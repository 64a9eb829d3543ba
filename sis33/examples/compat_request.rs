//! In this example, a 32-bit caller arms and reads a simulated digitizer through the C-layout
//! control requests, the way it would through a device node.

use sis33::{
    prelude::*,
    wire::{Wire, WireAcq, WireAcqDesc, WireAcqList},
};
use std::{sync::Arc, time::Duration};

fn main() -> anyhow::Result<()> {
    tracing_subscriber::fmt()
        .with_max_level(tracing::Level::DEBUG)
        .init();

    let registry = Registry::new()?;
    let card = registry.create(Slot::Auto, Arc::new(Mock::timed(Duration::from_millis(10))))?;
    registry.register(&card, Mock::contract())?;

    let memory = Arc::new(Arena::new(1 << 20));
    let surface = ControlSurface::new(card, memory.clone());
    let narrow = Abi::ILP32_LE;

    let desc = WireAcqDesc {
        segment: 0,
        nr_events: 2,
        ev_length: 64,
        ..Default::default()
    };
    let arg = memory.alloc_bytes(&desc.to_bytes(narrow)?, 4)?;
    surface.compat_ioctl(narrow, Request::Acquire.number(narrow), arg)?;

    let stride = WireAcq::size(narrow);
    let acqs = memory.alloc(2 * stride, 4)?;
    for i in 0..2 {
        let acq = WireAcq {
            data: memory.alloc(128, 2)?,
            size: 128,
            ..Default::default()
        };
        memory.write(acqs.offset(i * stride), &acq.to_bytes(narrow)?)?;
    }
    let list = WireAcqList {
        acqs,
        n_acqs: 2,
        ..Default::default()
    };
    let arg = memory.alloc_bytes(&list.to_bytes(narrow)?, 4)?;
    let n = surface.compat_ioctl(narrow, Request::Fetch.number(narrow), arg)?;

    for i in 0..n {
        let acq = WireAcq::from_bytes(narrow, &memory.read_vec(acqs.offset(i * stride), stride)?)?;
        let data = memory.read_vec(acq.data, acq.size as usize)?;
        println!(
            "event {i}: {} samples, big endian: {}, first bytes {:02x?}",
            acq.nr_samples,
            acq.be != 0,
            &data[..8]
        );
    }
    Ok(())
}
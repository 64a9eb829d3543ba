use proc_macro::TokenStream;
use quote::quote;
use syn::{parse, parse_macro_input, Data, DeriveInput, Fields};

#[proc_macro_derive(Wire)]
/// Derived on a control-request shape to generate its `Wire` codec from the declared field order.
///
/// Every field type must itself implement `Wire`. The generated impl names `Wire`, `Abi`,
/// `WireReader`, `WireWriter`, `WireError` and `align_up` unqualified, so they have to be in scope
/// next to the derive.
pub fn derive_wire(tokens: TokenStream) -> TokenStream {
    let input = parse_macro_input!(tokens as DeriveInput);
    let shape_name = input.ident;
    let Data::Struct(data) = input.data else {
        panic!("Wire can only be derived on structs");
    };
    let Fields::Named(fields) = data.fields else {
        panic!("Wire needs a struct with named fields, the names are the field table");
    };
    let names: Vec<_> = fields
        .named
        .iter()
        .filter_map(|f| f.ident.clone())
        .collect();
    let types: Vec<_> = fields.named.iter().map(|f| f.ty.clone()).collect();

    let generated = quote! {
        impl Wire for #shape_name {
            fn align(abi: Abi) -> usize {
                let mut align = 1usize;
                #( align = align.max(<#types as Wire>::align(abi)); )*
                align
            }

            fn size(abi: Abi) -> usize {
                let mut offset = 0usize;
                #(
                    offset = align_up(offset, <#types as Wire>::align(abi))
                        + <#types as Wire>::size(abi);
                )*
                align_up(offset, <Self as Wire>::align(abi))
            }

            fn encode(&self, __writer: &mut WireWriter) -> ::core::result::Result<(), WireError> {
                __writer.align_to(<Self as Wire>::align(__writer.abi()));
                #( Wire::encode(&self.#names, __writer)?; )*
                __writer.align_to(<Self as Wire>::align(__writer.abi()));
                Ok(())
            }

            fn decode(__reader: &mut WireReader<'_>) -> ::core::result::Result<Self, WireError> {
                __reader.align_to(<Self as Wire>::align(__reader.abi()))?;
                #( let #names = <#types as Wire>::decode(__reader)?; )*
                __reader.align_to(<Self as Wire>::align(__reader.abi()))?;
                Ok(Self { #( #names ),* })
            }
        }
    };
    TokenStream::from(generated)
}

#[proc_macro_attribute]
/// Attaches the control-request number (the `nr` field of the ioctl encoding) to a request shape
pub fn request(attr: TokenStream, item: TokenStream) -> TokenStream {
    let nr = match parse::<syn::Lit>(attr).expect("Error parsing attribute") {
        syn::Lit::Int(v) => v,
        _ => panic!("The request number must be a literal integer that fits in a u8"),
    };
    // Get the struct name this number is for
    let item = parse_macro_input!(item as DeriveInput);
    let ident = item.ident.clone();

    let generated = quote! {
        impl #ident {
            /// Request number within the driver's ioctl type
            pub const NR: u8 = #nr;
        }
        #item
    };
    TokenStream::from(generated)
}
--
**Exercise objective**
Would you count the lines in the data that include the word "types" and reply with only the number?

**Completed exercise**
5